EXERCISE INPUTS:
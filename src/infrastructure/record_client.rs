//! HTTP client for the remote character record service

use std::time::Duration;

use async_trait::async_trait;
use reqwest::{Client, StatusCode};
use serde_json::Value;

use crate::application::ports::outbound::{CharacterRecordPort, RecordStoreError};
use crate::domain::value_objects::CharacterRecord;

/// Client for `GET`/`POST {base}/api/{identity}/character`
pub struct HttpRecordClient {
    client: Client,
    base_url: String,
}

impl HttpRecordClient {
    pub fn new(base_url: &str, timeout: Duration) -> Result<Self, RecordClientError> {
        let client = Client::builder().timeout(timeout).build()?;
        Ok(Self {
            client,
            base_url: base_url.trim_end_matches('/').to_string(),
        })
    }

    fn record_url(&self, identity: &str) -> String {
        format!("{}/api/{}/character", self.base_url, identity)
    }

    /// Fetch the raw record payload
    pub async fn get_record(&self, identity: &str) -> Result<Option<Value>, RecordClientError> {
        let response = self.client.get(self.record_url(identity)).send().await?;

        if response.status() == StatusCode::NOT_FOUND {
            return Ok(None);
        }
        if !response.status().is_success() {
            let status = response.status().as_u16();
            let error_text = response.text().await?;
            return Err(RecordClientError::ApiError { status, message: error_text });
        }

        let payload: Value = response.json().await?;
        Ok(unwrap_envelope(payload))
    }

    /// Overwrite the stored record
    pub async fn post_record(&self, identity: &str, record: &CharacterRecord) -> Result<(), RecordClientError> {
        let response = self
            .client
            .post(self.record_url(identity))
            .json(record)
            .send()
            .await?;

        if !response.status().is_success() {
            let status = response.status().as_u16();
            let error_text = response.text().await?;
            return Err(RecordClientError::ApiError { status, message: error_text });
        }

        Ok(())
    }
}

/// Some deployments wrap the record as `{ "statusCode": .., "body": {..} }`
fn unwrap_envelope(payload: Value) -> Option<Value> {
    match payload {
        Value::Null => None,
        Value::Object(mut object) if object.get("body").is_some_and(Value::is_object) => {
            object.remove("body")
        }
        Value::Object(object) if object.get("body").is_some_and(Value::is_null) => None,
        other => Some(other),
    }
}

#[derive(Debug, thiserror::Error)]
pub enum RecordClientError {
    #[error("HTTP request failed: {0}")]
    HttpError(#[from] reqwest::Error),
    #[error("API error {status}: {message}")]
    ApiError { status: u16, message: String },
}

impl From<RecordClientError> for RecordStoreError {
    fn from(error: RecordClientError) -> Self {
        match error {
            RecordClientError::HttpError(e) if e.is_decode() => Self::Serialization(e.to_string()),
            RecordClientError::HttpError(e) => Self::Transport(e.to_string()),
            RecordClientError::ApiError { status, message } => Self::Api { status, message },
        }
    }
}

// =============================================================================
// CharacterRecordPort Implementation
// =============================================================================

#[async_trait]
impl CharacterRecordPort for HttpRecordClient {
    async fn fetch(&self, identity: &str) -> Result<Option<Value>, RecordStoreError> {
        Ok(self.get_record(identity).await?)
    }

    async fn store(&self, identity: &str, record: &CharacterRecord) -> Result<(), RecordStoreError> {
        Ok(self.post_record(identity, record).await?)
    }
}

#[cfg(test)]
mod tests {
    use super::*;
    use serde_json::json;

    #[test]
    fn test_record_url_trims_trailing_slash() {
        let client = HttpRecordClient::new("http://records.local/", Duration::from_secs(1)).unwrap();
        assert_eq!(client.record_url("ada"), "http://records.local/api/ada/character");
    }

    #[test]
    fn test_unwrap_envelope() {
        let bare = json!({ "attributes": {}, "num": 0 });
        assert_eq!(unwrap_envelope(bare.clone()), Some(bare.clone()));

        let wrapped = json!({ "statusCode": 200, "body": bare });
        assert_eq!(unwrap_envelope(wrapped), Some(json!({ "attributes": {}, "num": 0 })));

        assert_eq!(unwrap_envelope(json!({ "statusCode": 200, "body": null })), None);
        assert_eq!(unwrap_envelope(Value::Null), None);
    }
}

EXERCISE BRIEF: Pick out each line above that includes "HttpRecordClient" and show it.

SOLUTION BELOW:
pub struct HttpRecordClient {
impl HttpRecordClient {
impl CharacterRecordPort for HttpRecordClient {
        let client = HttpRecordClient::new("http://records.local/", Duration::from_secs(1)).unwrap();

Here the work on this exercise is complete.